Nessuna coltura come il ciliegio ha saputo rinnovarsi tanto e in così poco tempo. Le innovazioni genetiche (varietà e portinnesti nanizzanti), tecnologiche (alte densità e forme di allevamento, sistemi di protezione e difesa, innalzamento qualitativo) e imprenditoriali, con scelte sempre più orientate verso i mercati, e con conseguente aumento dei consumi e delle esportazioni, hanno acceso un grande interesse verso questa coltura. Siamo passati dai vecchi impianti con grandi alberi (in forte calo ovunque) a quelli moderni e intensivi (con densità salite a 600-1.200 piante/ha).
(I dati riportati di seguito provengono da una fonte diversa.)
// Copyright 2024 Build Core Contributors.
// Licensed under the Apache License, Version 2.0 (see LICENSE).

use std::collections::BTreeMap;
use std::sync::Arc;

use common::ObjectInfo;
use hashing::{Digest, HashFunction};
use serde::{Deserialize, Serialize};

use crate::file_store::{FileStore, StoreMode};
use crate::{GcLock, StorageConfig};

/// Key of a target-cache entry: the plain hash over the canonical JSON of
/// `[repository key, target name, effective configuration]`.
#[derive(Clone, Copy, Debug, Eq, Hash, PartialEq)]
pub struct TargetCacheKey(pub Digest);

impl TargetCacheKey {
    pub fn new(
        hash_function: HashFunction,
        repo_key: &str,
        target: &str,
        effective_config: &serde_json::Value,
    ) -> TargetCacheKey {
        let canonical = serde_json::json!([repo_key, target, effective_config]);
        let json = canonical.to_string();
        let hash = hash_function.plain_hash_data(json.as_bytes());
        TargetCacheKey(Digest::new(hash, json.len(), false))
    }
}

/// A cached high-level target result: the artifacts the target is known to
/// produce, and whether the result is tainted (derived from actions that may
/// fail or must not be cached).
#[derive(Clone, Debug, Default, Eq, PartialEq, Serialize, Deserialize)]
pub struct TargetCacheEntry {
    pub artifacts: BTreeMap<String, ObjectInfo>,
    #[serde(default)]
    pub tainted: bool,
}

struct Inner {
    generations: Vec<FileStore>,
    lock: GcLock,
}

/// Maps `(repository × target × configuration)` keys to known target
/// results, sharded by the hash of the execution backend description (the
/// shard is baked into the per-generation paths): results from different
/// backends never alias.
#[derive(Clone)]
pub struct TargetCache {
    inner: Arc<Inner>,
}

impl TargetCache {
    pub fn new(config: &StorageConfig, lock: GcLock) -> TargetCache {
        let generations = (0..config.num_generations)
            .map(|index| {
                FileStore::new(
                    config.create_generation_config(index).target_cache,
                    StoreMode::LastWins,
                    false,
                )
            })
            .collect();
        TargetCache {
            inner: Arc::new(Inner { generations, lock }),
        }
    }

    pub async fn get(&self, key: &TargetCacheKey) -> Result<Option<TargetCacheEntry>, String> {
        let _guard = self.inner.lock.read().await;
        let id = key.0.hash.to_hex();

        for (generation, store) in self.inner.generations.iter().enumerate() {
            if store.has_entry(&id) {
                if generation > 0 {
                    self.inner.generations[0].add_from_file(
                        &id,
                        &store.entry_path(&id),
                        false,
                    )?;
                }
                let path = self.inner.generations[0].entry_path(&id);
                let bytes = std::fs::read(&path)
                    .map_err(|e| format!("Failed to read cache entry {}: {e}", path.display()))?;
                let entry = serde_json::from_slice(&bytes)
                    .map_err(|e| format!("Corrupt target cache entry {id}: {e}"))?;
                return Ok(Some(entry));
            }
        }
        Ok(None)
    }

    pub async fn put(&self, key: &TargetCacheKey, entry: &TargetCacheEntry) -> Result<(), String> {
        let _guard = self.inner.lock.read().await;
        let id = key.0.hash.to_hex();
        let bytes = serde_json::to_vec(entry)
            .map_err(|e| format!("Failed to encode target cache entry: {e}"))?;
        self.inner.generations[0].add_from_bytes(&id, &bytes)
    }
}
impl HashType {
    pub fn fingerprint_size(&self) -> usize {
        match self {
            HashType::Native => SHA1_SIZE,
            HashType::Compatible => SHA256_SIZE,
        }
    }

    /// Length of the hex rendering of a fingerprint of this family.
    pub fn hex_len(&self) -> usize {
        self.fingerprint_size() * 2
    }

    pub fn is_native(&self) -> bool {
        matches!(self, HashType::Native)
    }
}

///
/// A fingerprint: the raw hash bytes of one of the two families. The width is
/// carried alongside the bytes so that digests of both families share one
/// type; all comparisons are over the significant bytes.
///
#[derive(Clone, Copy, Eq, PartialEq, Ord, PartialOrd)]
pub struct Fingerprint {
    bytes: [u8; MAX_FINGERPRINT_SIZE],
    len: u8,
}

impl Fingerprint {
    pub fn from_bytes(bytes: &[u8]) -> Result<Fingerprint, String> {
        if bytes.len() != SHA1_SIZE && bytes.len() != SHA256_SIZE {
            return Err(format!(
                "Input value was not a fingerprint; had length: {}",
                bytes.len()
            ));
        }
        let mut buf = [0; MAX_FINGERPRINT_SIZE];
        buf[..bytes.len()].copy_from_slice(bytes);
        Ok(Fingerprint {
            bytes: buf,
            len: bytes.len() as u8,
        })
    }

    pub fn from_hex_string(hex_string: &str) -> Result<Fingerprint, String> {
        let bytes = hex::decode(hex_string).map_err(|e| format!("{e:?}"))?;
        Self::from_bytes(&bytes)
    }

    pub fn as_bytes(&self) -> &[u8] {
        &self.bytes[..self.len as usize]
    }

    pub fn len(&self) -> usize {
        self.len as usize
    }

    #[allow(clippy::wrong_self_convention)]
    pub fn to_hex(&self) -> String {
        hex::encode(self.as_bytes())
    }
}

impl std::hash::Hash for Fingerprint {
    fn hash<H: std::hash::Hasher>(&self, state: &mut H) {
        self.as_bytes().hash(state);
    }
}

impl fmt::Display for Fingerprint {
    fn fmt(&self, f: &mut fmt::Formatter<'_>) -> fmt::Result {
        write!(f, "{}", self.to_hex())
    }
}

impl fmt::Debug for Fingerprint {
    fn fmt(&self, f: &mut fmt::Formatter<'_>) -> fmt::Result {
        write!(f, "Fingerprint<{}>", self.to_hex())
    }
}

impl AsRef<[u8]> for Fingerprint {
    fn as_ref(&self) -> &[u8] {
        self.as_bytes()
    }
}

impl std::str::FromStr for Fingerprint {
    type Err = String;

    fn from_str(s: &str) -> Result<Self, Self::Err> {
        Fingerprint::from_hex_string(s)
    }
}

impl Serialize for Fingerprint {
    fn serialize<S>(&self, serializer: S) -> Result<S::Ok, S::Error>
    where
        S: Serializer,
    {
        serializer.serialize_str(self.to_hex().as_str())
    }
}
Anzi, sono stati proposti anche impianti “pedonali” ad altissima densità cioè con alberi alti appena 2-2,5 metri, sorti con qualche timore in Emili- Romagna e altrove.
Dunque, è in atto una vera rivoluzione tecnologica e di mercato che sta portando la cerasicoltura ad un forte rinnovamento, percepito dai consumatori attraverso un miglioramento qualitativo delle varietà di ciliegio (per colore, pezzatura, consistenza della polpa, gradevolezza del gusto). Purtroppo, tutti questi benefici non hanno ancora rimosso i forti rischi connessi ai risultati economici che il ciliegio comporta, nonostante i mezzi tecnologici innovativi e migliorativi di cui può disporre. Rischi che sono soprattutto ambientali, cioè atmosferici e fitosanitari (entrambi difficilmente controllabili), nonché logistici di movimento, post-raccolta e mercato (per l’instabilità dei prezzi).
Se prendiamo, ad esempio, la Puglia, il comparto cerasicolo regionale dopo anni di crescita significativa e investimenti ingenti da parte di tutti gli attori della filiera produttiva, vive con timore il compimento del cambiamento e guarda con diffidenza all’innovazione che potrebbe dare nuovo slancio al settore. Eppure, a partire dal vivaismo, con il grande impulso ai programmi di certificazione volontaria nazionale ad opera dei vivaisti del distretto di Sammichele di Bari, passando ai frutticoltori che hanno sposato appieno la pratica di ridurre la taglia delle piante con l’adozione di forme di allevamento pedonali come il vasetto multi-branche (o “vaso catalano”), finendo poi alle “packing house” che si son dotate di impianti di pre-refrigerazione, selezione, calibratura e conservazione anche in atmosfera controllata, tutti hanno interpretato l’idea di una nuova cerasicoltura.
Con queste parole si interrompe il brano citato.